* TASK TO COMPLETE:
In which lines of the data does the string "Removes" appear? Copy every one.

* EXTRACTED INFORMATION:
--*--

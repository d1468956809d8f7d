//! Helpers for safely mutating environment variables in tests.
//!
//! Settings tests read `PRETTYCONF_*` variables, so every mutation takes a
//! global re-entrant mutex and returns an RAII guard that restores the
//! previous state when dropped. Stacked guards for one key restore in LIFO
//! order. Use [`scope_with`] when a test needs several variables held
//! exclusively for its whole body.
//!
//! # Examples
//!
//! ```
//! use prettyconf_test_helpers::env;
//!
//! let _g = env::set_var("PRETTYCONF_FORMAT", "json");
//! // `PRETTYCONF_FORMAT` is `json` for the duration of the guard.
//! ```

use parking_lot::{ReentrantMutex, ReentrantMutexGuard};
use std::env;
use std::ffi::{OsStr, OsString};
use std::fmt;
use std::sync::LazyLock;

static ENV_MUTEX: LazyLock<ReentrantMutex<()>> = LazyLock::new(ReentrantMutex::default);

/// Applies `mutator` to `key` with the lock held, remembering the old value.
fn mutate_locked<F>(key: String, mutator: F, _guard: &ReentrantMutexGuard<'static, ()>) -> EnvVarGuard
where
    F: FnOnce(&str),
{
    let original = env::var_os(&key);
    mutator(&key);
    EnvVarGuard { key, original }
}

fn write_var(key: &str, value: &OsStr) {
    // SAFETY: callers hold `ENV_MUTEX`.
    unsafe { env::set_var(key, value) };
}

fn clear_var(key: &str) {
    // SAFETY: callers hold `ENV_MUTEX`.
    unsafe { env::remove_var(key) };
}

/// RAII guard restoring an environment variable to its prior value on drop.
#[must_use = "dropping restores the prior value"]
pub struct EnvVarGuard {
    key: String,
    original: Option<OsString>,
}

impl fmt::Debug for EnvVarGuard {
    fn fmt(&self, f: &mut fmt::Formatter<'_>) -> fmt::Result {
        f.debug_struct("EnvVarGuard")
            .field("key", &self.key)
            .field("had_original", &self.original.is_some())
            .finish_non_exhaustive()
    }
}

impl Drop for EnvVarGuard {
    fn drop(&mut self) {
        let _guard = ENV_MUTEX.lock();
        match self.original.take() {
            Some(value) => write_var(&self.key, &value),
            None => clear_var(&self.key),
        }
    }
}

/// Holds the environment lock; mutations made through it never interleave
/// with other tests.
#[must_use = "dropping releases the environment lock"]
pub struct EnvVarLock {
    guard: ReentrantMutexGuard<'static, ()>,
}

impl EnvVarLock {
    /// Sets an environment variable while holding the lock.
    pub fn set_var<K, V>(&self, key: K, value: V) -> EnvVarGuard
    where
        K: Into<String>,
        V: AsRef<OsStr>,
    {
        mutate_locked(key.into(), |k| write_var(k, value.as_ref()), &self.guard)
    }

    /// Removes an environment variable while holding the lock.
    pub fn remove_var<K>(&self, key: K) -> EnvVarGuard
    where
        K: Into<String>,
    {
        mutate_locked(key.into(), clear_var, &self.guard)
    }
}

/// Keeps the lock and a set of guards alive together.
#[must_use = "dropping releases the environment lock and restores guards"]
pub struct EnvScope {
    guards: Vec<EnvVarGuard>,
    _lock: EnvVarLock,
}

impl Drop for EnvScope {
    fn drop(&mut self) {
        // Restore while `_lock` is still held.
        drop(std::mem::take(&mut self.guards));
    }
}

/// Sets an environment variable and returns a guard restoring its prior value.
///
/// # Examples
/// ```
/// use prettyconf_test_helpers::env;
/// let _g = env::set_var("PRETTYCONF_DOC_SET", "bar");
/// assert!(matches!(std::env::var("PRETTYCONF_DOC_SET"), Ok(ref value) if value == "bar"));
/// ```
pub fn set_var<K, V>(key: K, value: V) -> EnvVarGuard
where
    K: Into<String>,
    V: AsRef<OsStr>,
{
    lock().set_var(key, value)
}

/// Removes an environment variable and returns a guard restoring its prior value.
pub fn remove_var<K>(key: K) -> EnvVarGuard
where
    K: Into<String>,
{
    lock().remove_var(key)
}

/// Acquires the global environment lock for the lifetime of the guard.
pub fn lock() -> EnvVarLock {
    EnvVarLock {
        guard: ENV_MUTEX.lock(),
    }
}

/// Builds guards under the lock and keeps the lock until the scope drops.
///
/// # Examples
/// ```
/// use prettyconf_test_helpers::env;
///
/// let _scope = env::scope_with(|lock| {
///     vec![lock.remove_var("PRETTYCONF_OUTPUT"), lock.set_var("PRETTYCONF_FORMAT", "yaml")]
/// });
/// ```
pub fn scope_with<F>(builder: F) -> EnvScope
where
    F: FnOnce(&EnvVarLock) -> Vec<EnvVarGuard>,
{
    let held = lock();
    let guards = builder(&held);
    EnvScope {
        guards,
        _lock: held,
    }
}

--*--

* RESPONSE AREA:
    /// Removes an environment variable while holding the lock.
/// Removes an environment variable and returns a guard restoring its prior value.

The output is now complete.